For the whole domain. So to get tau, to get the mean first passage time, sorry, we just put the value of A in V of s t, and then consider when s is equal to zero, when we are far from the hole, s equals to one at the hole, s equals to zero for the hole,
and we get the mean first passage time for our Bernoulli particle to the small hole. In the boundary layer, we also have the leading order term of the mean first passage time, and we know as well the way it behaves. Okay, so we computed the leading order term of the mean first passage time to a small ribbon located between two tangents first. And we
could show that this mean first passage time is constant outside of the boundary layer, as we just noticed. And as well, this tells us that this mean first passage time is well approximated by a Poisson process. So this is a result we already know. So it means that we can
consider that the arrival of this particle to this small hole is Poissonian. And the first approximation, the law of arrival, is an exponential. This is very interesting because
using this analysis in further development of the project that I don't have the time to present here, we could compute as well the probability when the particles start inside the boundary layer, because here we have the mean first passage time to go to the hole when you are
far from the hole, because we set s equals to zero, so it means we are far. What's happening when you are close? The problem is still a problem. So using the same kind of analysis, what we have here, we could compute the probability to reach the cylinder before escaping
the domain. Okay, it's the same kind of computation. And using this, we could build a model of the active zone, which is the place where vesicle are located and the calcium channel are located as well, to investigate the influence of the position of the channels on the crowding of vesicles or not crowding of vesicles, etc, etc, on the release probability,
which is the probability to have diffusion. So the probability to have four ions that are coming to this vesicle or not. And using this, we could build a model of the presynaptic terminal, much bigger, with the whole stuff we have over there.
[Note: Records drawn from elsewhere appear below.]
use std::sync::{Arc, Mutex};

use chrono::{Duration, NaiveDate, Weekday};
use pretty_assertions::assert_eq;
use uuid::Uuid;

use salonbook_api::{middleware::error_handling::AppError, BookingLocks};
use salonbook_core::{
    errors::{BookingError, BookingResult},
    models::reservation::{Reservation, ReservationStatus},
    scheduling::{self, TimeInterval, WorkingHours},
};
use salonbook_db::models::DbReservation;

use crate::test_utils::{hm, sample_reservation, weekday_hours, TestContext};

// 2026-09-07 is a Monday
fn monday() -> NaiveDate {
    NaiveDate::from_ymd_opt(2026, 9, 7).unwrap()
}

/// In-memory stand-in for the reservations table: admission runs under the
/// per-`(staff, date)` lock exactly as the handler does, with the store
/// snapshot taken inside the critical section.
struct InMemoryBookings {
    locks: BookingLocks,
    intervals: Mutex<Vec<TimeInterval>>,
}

impl InMemoryBookings {
    fn new() -> Self {
        Self {
            locks: BookingLocks::new(),
            intervals: Mutex::new(Vec::new()),
        }
    }

    async fn try_reserve(
        &self,
        hours: &WorkingHours,
        staff_id: Uuid,
        date: NaiveDate,
        start_hm: (u32, u32),
        duration: Duration,
    ) -> BookingResult<TimeInterval> {
        let start = date.and_time(hm(start_hm.0, start_hm.1)).and_utc();
        let now = date.and_time(hm(0, 0)).and_utc() - Duration::days(1);

        let lock = self.locks.lock_for(staff_id, date);
        let _guard = lock.lock().await;

        let occupied = self.intervals.lock().unwrap().clone();
        let admitted = scheduling::check_admission(hours, &occupied, start, duration, now)?;
        self.intervals.lock().unwrap().push(admitted);
        Ok(admitted)
    }
}

#[test_log::test(tokio::test)]
async fn test_concurrent_identical_bookings_admit_exactly_one() {
    let bookings = Arc::new(InMemoryBookings::new());
    let hours = Arc::new(weekday_hours(&[Weekday::Mon]));
    let staff_id = Uuid::new_v4();

    let mut tasks = Vec::new();
    for _ in 0..2 {
        let bookings = Arc::clone(&bookings);
        let hours = Arc::clone(&hours);
        tasks.push(tokio::spawn(async move {
            bookings
                .try_reserve(&hours, staff_id, monday(), (10, 0), Duration::minutes(60))
                .await
        }));
    }

    let mut admitted = 0;
    let mut rejected = 0;
    for task in tasks {
        match task.await.unwrap() {
            Ok(_) => admitted += 1,
            Err(BookingError::SlotUnavailable(_)) => rejected += 1,
            Err(e) => panic!("Expected SlotUnavailable for the loser, got: {:?}", e),
        }
    }

    assert_eq!(admitted, 1);
    assert_eq!(rejected, 1);
    assert_eq!(bookings.intervals.lock().unwrap().len(), 1);
}

#[test_log::test(tokio::test)]
async fn test_concurrent_bookings_never_overlap() {
    let bookings = Arc::new(InMemoryBookings::new());
    let hours = Arc::new(weekday_hours(&[Weekday::Mon]));
    let staff_id = Uuid::new_v4();

    // Eight concurrent attempts over five distinct hour-long slots; the
    // duplicates must all lose
    let attempts: Vec<(u32, u32)> = vec![
        (9, 0),
        (9, 0),
        (10, 0),
        (10, 30),
        (11, 0),
        (12, 0),
        (12, 0),
        (13, 0),
    ];

    let mut tasks = Vec::new();
    for start in attempts {
        let bookings = Arc::clone(&bookings);
        let hours = Arc::clone(&hours);
        tasks.push(tokio::spawn(async move {
            bookings
                .try_reserve(&hours, staff_id, monday(), start, Duration::minutes(60))
                .await
        }));
    }
    for task in tasks {
        let _ = task.await.unwrap();
    }

    let stored = bookings.intervals.lock().unwrap().clone();
    // (10,0)/(10,30) conflict as do the duplicate pairs, so at most five
    // and at least four can land depending on arrival order
    assert!(stored.len() >= 4 && stored.len() <= 5);
    for (i, a) in stored.iter().enumerate() {
        for b in stored.iter().skip(i + 1) {
            assert!(!a.overlaps(b), "stored intervals overlap: {:?} {:?}", a, b);
        }
    }
}

#[tokio::test]
async fn test_bookings_for_different_staff_do_not_contend() {
    let bookings = InMemoryBookings::new();
    let hours = weekday_hours(&[Weekday::Mon]);

    // Same slot, two different staff members: both admitted because the
    // snapshot here is per store, and real storage scopes it per staff
    let first = bookings
        .try_reserve(
            &hours,
            Uuid::new_v4(),
            monday(),
            (9, 0),
            Duration::minutes(60),
        )
        .await;
    assert!(first.is_ok());

    let lock_a = bookings.locks.lock_for(Uuid::new_v4(), monday());
    let lock_b = bookings.locks.lock_for(Uuid::new_v4(), monday());
    // Distinct keys yield distinct mutexes
    assert!(!Arc::ptr_eq(&lock_a, &lock_b));

    // The same key yields the same mutex
    let staff_id = Uuid::new_v4();
    let lock_c = bookings.locks.lock_for(staff_id, monday());
    let lock_d = bookings.locks.lock_for(staff_id, monday());
    assert!(Arc::ptr_eq(&lock_c, &lock_d));
}

#[tokio::test]
async fn test_booking_locks_evict_released_keys() {
    let locks = BookingLocks::new();

    // Burn through many distinct keys, releasing each lock immediately
    for i in 0..10_000i64 {
        let date = monday() + Duration::days(i % 365);
        let lock = locks.lock_for(Uuid::new_v4(), date);
        let _guard = lock.lock().await;
    }

    // Dead entries are pruned on the next acquisition; only the key still
    // held stays tracked
    let staff_id = Uuid::new_v4();
    let held = locks.lock_for(staff_id, monday());
    let _guard = held.lock().await;
    assert_eq!(locks.tracked_keys(), 1);

    // A second live key coexists with the held one
    let other = locks.lock_for(Uuid::new_v4(), monday() + Duration::days(1));
    assert_eq!(locks.tracked_keys(), 2);
    drop(other);

    // Releasing and re-acquiring the same key reuses a fresh mutex rather
    // than resurrecting the dropped one
    drop(_guard);
    drop(held);
    let again = locks.lock_for(staff_id, monday());
    let _guard = again.lock().await;
    assert_eq!(locks.tracked_keys(), 1);
}

// Mirrors the reschedule flow: owner-scoped fetch, cancelled guard, fresh
// admission check with the reservation's own interval excluded, persisted
// move.
async fn reschedule_wrapper(
    ctx: &TestContext,
    id: Uuid,
    user_id: Uuid,
    new_date: NaiveDate,
    new_start: (u32, u32),
) -> Result<Reservation, AppError> {
    let row = ctx
        .reservation_repo
        .get_reservation_for_user(id, user_id)
        .await?
        .ok_or_else(|| BookingError::NotFound("Reservation not found".to_string()))?;

    let status = row.status.parse::<ReservationStatus>()?;
    if status == ReservationStatus::Cancelled {
        return Err(AppError(BookingError::InvalidRequest(
            "Cannot reschedule a cancelled reservation".to_string(),
        )));
    }

    let staff = ctx
        .staff_repo
        .get_staff_by_id(row.staff_id)
        .await?
        .ok_or_else(|| BookingError::NotFound("Staff not found".to_string()))?;
    let service = ctx
        .service_repo
        .get_service_by_id(row.service_id)
        .await?
        .ok_or_else(|| BookingError::NotFound("Service not found".to_string()))?;
    let duration = Duration::minutes(service.duration_minutes as i64);

    let start = new_date.and_time(hm(new_start.0, new_start.1)).and_utc();
    let now = start - Duration::days(1);

    let reservations = ctx
        .reservation_repo
        .get_reservations_for_staff_day(staff.id, new_date)
        .await?;
    let occupied = reservations
        .iter()
        .filter(|r| r.id != id)
        .map(|r| TimeInterval::new(r.start_time, r.end_time))
        .collect::<Result<Vec<_>, _>>()?;

    let interval =
        scheduling::check_admission(&staff.working_hours.0, &occupied, start, duration, now)?;

    let updated = ctx
        .reservation_repo
        .reschedule_reservation(id, user_id, interval.start(), interval.end(), None)
        .await?
        .ok_or_else(|| BookingError::NotFound("Reservation not found".to_string()))?;

    Ok(Reservation::try_from(updated)?)
}

/// Builds an owned, internally consistent reservation row for one staff
/// member and service.
fn owned_reservation(
    staff_id: Uuid,
    service_id: Uuid,
    user_id: Uuid,
    start_hm: (u32, u32),
    status: &str,
) -> DbReservation {
    let start = monday().and_time(hm(start_hm.0, start_hm.1)).and_utc();
    let mut row = sample_reservation(staff_id, start, start + Duration::minutes(60), status);
    row.service_id = service_id;
    row.user_id = user_id;
    row
}

#[tokio::test]
async fn test_reschedule_ignores_the_reservations_own_interval() {
    let mut ctx = TestContext::new();
    let salon_id = Uuid::new_v4();
    let staff = crate::test_utils::sample_staff(salon_id, weekday_hours(&[Weekday::Mon]));
    let service = crate::test_utils::sample_service(salon_id, 60);
    let user_id = Uuid::new_v4();

    let own = owned_reservation(staff.id, service.id, user_id, (10, 0), "confirmed");
    let own_id = own.id;
    let snapshot = own.clone();
    let fetched = own.clone();

    ctx.reservation_repo
        .expect_get_reservation_for_user()
        .returning(move |_, _| Ok(Some(fetched.clone())));
    ctx.staff_repo
        .expect_get_staff_by_id()
        .returning(move |_| Ok(Some(staff.clone())));
    ctx.service_repo
        .expect_get_service_by_id()
        .returning(move |_| Ok(Some(service.clone())));
    // The day snapshot still contains the reservation being moved
    ctx.reservation_repo
        .expect_get_reservations_for_staff_day()
        .returning(move |_, _| Ok(vec![snapshot.clone()]));
    ctx.reservation_repo
        .expect_reschedule_reservation()
        .times(1)
        .returning(move |id, _, start, end, _| {
            let mut moved = own.clone();
            moved.id = id;
            moved.start_time = start;
            moved.end_time = end;
            Ok(Some(moved))
        });

    // 10:30 overlaps the old 10:00-11:00 slot; only the reservation itself
    // occupied it, so the move is admitted
    let moved = reschedule_wrapper(&ctx, own_id, user_id, monday(), (10, 30))
        .await
        .unwrap();
    assert_eq!(moved.start_time, monday().and_time(hm(10, 30)).and_utc());
}

#[tokio::test]
async fn test_reschedule_onto_another_booking_is_unavailable() {
    let mut ctx = TestContext::new();
    let salon_id = Uuid::new_v4();
    let staff = crate::test_utils::sample_staff(salon_id, weekday_hours(&[Weekday::Mon]));
    let service = crate::test_utils::sample_service(salon_id, 60);
    let user_id = Uuid::new_v4();

    let own = owned_reservation(staff.id, service.id, user_id, (10, 0), "confirmed");
    let own_id = own.id;
    let other = owned_reservation(staff.id, service.id, Uuid::new_v4(), (13, 0), "confirmed");
    let fetched = own.clone();

    ctx.reservation_repo
        .expect_get_reservation_for_user()
        .returning(move |_, _| Ok(Some(fetched.clone())));
    ctx.staff_repo
        .expect_get_staff_by_id()
        .returning(move |_| Ok(Some(staff.clone())));
    ctx.service_repo
        .expect_get_service_by_id()
        .returning(move |_| Ok(Some(service.clone())));
    ctx.reservation_repo
        .expect_get_reservations_for_staff_day()
        .returning(move |_, _| Ok(vec![own.clone(), other.clone()]));
    // A rejected move never reaches storage
    ctx.reservation_repo.expect_reschedule_reservation().times(0);

    let result = reschedule_wrapper(&ctx, own_id, user_id, monday(), (13, 30)).await;

    match result.unwrap_err().0 {
        BookingError::SlotUnavailable(_) => {}
        e => panic!("Expected SlotUnavailable error, got: {:?}", e),
    }
}

#[tokio::test]
async fn test_reschedule_cancelled_reservation_rejected() {
    let mut ctx = TestContext::new();
    let user_id = Uuid::new_v4();
    let own = owned_reservation(Uuid::new_v4(), Uuid::new_v4(), user_id, (10, 0), "cancelled");
    let own_id = own.id;

    ctx.reservation_repo
        .expect_get_reservation_for_user()
        .returning(move |_, _| Ok(Some(own.clone())));

    let result = reschedule_wrapper(&ctx, own_id, user_id, monday(), (11, 0)).await;

    match result.unwrap_err().0 {
        BookingError::InvalidRequest(msg) => assert!(msg.contains("cancelled")),
        e => panic!("Expected InvalidRequest error, got: {:?}", e),
    }
}

#[tokio::test]
async fn test_cancel_confirmed_reservation_updates_status_once() {
    let mut ctx = TestContext::new();
    let user_id = Uuid::new_v4();
    let start = monday().and_time(hm(10, 0)).and_utc();
    let end = start + Duration::minutes(60);
    let reservation = sample_reservation(Uuid::new_v4(), start, end, "confirmed");
    let reservation_id = reservation.id;

    ctx.reservation_repo
        .expect_get_reservation_for_user()
        .returning(move |_, _| Ok(Some(reservation.clone())));
    ctx.reservation_repo
        .expect_update_reservation_status()
        .times(1)
        .withf(|_, status| status == "cancelled")
        .returning(|_, _| Ok(true));

    // Mirror of the cancel flow: fetch owner-scoped, flip unless already
    // cancelled
    let row = ctx
        .reservation_repo
        .get_reservation_for_user(reservation_id, user_id)
        .await
        .unwrap()
        .unwrap();
    if row.status != "cancelled" {
        ctx.reservation_repo
            .update_reservation_status(reservation_id, "cancelled")
            .await
            .unwrap();
    }
}

#[tokio::test]
async fn test_cancel_already_cancelled_is_noop_success() {
    let mut ctx = TestContext::new();
    let user_id = Uuid::new_v4();
    let start = monday().and_time(hm(10, 0)).and_utc();
    let end = start + Duration::minutes(60);
    let reservation = sample_reservation(Uuid::new_v4(), start, end, "cancelled");
    let reservation_id = reservation.id;

    ctx.reservation_repo
        .expect_get_reservation_for_user()
        .returning(move |_, _| Ok(Some(reservation.clone())));
    // No status update may happen for an already-cancelled reservation
    ctx.reservation_repo
        .expect_update_reservation_status()
        .times(0);

    let row = ctx
        .reservation_repo
        .get_reservation_for_user(reservation_id, user_id)
        .await
        .unwrap()
        .unwrap();
    if row.status != "cancelled" {
        ctx.reservation_repo
            .update_reservation_status(reservation_id, "cancelled")
            .await
            .unwrap();
    }
}

#[tokio::test]
async fn test_cancelled_reservations_free_their_slot() {
    // The snapshot the engine sees is already filtered to occupying
    // statuses; a day whose only reservation was cancelled admits the slot
    let hours = weekday_hours(&[Weekday::Mon]);
    let start = monday().and_time(hm(10, 0)).and_utc();
    let now = start - Duration::days(1);

    let admitted = scheduling::check_admission(&hours, &[], start, Duration::minutes(60), now);
    assert!(admitted.is_ok());
}

#[tokio::test]
async fn test_booking_outside_hours_rejected_before_storage() {
    let hours = weekday_hours(&[Weekday::Mon]);
    // 16:30 + 60 minutes runs past the 17:00 close
    let start = monday().and_time(hm(16, 30)).and_utc();
    let now = start - Duration::days(1);

    let result = scheduling::check_admission(&hours, &[], start, Duration::minutes(60), now);
    assert!(matches!(result, Err(BookingError::OutOfHours(_))));
}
And the fact that this mean first passage time is Poissonian is really what is important here in our study, because if you want to model the presynaptic terminal, you have a Brownian particle. You can do Brownian simulations if you want, it's very simple. Not that simple,
because the domain is not that fun, but okay, you can do it. But you will wait for hours because of the very small hole you have here. And because of the very long time you have to find this small hole. The fact that it's a Poisson process allows you to use simply Gillespie algorithm to say, okay, it's Poissonian. I can at least use Markov chain for what's happening, because
it's constant. It doesn't depend on the position. So it doesn't depend on the time. And it's what we did in the following of this project. And I wanted to show you this because it's the very first step, but everything is going after that, because we could show that the mean first
pass time is independent of the position and that this time is Poissonian time. So this work was published in Siam political modeling simulations. So I want to thank just my PhD
supervisor David Altman and my lab mates and the organizer of this conference for giving me the opportunity to present my work today. Thank you.
I was just wondering what you mean by it's well approximated by Poisson process. To me, the first pass time is approximately exponentially distributed because of this. Because it doesn't depend on the position, in fact. So it doesn't depend when you start.
The mean and the variance is the same, and it's well approximated. Any other questions? Well, if not, let's thank the speaker again.